[Saved entries]
▼▼▼

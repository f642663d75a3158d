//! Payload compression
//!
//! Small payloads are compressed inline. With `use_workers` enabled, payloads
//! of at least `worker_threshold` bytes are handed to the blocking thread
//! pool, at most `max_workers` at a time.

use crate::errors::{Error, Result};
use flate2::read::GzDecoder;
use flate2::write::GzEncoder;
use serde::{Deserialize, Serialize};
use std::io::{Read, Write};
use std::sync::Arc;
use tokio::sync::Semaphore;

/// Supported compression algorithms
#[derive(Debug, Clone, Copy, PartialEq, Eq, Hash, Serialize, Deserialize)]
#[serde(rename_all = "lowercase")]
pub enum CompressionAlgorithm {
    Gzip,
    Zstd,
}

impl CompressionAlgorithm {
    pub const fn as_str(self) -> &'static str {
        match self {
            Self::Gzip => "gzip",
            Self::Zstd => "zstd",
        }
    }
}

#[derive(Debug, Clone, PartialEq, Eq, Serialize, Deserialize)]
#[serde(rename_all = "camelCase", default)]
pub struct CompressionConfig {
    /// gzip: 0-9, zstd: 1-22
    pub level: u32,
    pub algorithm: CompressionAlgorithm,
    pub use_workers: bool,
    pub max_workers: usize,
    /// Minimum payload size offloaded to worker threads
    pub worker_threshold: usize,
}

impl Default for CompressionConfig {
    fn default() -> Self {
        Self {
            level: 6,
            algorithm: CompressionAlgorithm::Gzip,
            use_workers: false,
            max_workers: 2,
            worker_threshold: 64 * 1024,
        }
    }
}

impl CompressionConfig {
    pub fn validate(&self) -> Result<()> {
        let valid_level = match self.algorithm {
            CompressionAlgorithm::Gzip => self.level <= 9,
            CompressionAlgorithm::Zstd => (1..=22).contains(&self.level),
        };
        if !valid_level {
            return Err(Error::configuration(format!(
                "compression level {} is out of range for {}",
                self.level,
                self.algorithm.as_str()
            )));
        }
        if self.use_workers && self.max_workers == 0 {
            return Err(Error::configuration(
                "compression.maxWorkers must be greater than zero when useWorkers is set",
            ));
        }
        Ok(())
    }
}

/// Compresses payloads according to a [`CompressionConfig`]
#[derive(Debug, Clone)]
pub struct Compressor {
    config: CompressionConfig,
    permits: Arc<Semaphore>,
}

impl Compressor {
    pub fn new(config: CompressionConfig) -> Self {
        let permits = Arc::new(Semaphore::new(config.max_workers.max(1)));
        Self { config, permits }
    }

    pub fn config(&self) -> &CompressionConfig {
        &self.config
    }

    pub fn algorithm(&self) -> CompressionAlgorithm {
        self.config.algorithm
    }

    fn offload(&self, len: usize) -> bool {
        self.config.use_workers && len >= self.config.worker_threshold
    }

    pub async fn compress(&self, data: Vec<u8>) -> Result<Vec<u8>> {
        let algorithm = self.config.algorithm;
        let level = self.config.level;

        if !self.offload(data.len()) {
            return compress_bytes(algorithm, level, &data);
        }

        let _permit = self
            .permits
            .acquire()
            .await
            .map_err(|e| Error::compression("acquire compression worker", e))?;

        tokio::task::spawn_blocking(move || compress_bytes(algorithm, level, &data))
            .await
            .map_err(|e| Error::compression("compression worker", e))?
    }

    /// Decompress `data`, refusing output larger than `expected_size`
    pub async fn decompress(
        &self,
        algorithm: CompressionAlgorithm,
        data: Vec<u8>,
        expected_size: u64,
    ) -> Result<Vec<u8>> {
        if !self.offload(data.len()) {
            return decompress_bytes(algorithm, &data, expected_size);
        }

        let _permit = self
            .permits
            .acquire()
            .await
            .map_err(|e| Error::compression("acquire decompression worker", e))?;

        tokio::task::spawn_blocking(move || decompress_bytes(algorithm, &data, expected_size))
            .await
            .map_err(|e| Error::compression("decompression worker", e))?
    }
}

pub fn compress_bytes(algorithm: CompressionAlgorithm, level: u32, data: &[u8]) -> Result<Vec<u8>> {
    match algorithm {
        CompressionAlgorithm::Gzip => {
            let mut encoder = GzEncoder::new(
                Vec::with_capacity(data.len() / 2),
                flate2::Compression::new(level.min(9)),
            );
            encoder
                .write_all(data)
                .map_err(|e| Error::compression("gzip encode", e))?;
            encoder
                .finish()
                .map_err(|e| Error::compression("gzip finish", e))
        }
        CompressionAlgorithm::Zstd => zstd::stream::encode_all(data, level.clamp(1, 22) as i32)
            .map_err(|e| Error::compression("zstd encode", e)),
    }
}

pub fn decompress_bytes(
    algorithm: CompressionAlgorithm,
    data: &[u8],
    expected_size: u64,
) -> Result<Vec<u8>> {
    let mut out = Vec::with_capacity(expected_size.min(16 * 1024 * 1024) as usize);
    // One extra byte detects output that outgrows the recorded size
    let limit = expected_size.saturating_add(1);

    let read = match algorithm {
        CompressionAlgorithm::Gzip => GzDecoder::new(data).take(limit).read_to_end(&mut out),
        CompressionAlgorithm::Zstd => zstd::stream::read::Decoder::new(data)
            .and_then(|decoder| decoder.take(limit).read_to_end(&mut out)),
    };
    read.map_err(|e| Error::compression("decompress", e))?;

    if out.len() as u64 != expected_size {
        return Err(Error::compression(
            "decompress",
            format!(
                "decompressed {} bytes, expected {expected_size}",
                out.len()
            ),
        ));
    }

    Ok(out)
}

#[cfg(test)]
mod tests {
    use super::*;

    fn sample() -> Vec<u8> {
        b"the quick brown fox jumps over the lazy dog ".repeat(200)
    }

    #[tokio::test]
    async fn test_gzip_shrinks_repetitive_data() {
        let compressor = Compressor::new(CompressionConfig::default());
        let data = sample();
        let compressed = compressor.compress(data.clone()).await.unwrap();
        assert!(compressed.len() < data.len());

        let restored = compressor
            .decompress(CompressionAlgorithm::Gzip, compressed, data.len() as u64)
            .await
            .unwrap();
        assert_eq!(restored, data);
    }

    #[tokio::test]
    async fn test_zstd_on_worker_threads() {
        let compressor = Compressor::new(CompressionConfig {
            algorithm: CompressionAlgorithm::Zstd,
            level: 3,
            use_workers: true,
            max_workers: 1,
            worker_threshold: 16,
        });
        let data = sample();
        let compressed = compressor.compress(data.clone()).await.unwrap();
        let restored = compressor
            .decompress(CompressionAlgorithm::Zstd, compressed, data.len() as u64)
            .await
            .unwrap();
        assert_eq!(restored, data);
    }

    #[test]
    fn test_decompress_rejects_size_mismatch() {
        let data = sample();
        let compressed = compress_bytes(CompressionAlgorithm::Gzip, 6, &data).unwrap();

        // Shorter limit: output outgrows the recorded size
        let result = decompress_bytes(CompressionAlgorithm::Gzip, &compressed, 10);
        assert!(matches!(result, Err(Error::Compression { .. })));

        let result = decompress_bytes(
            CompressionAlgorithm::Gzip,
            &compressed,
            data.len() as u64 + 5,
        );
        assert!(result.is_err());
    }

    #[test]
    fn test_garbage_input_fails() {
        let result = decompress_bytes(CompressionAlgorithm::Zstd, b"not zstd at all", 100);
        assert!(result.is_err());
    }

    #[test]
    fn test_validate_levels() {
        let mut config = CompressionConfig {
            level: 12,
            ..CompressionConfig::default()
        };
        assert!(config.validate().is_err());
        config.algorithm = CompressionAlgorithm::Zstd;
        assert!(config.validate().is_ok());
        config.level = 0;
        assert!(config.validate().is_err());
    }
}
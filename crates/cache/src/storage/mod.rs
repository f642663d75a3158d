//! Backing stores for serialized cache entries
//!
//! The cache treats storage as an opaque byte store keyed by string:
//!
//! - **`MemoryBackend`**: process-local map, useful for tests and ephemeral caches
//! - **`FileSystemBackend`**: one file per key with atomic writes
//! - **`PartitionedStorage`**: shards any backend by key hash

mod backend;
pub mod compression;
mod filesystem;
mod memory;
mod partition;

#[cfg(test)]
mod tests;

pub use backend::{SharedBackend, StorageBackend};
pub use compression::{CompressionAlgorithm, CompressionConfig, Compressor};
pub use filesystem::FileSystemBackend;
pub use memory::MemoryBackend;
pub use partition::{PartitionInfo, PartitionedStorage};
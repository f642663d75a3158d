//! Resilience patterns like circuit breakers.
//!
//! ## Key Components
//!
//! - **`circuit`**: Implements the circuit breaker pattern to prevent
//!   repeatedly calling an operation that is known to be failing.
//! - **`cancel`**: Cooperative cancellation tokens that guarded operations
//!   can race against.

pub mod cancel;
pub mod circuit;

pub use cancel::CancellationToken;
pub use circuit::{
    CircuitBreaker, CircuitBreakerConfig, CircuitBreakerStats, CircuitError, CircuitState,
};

▲▲▲

◆ TASK TO COMPLETE ◆
Reproduce precisely, and with no line left out, each line from the top of the entries through the line that carries "use flate2::read::GzDecoder;".

◆ EXERCISE OUTPUT ◆
repository f642663d75a3158d
//! Payload compression
//!
//! Small payloads are compressed inline. With `use_workers` enabled, payloads
//! of at least `worker_threshold` bytes are handed to the blocking thread
//! pool, at most `max_workers` at a time.

use crate::errors::{Error, Result};
use flate2::read::GzDecoder;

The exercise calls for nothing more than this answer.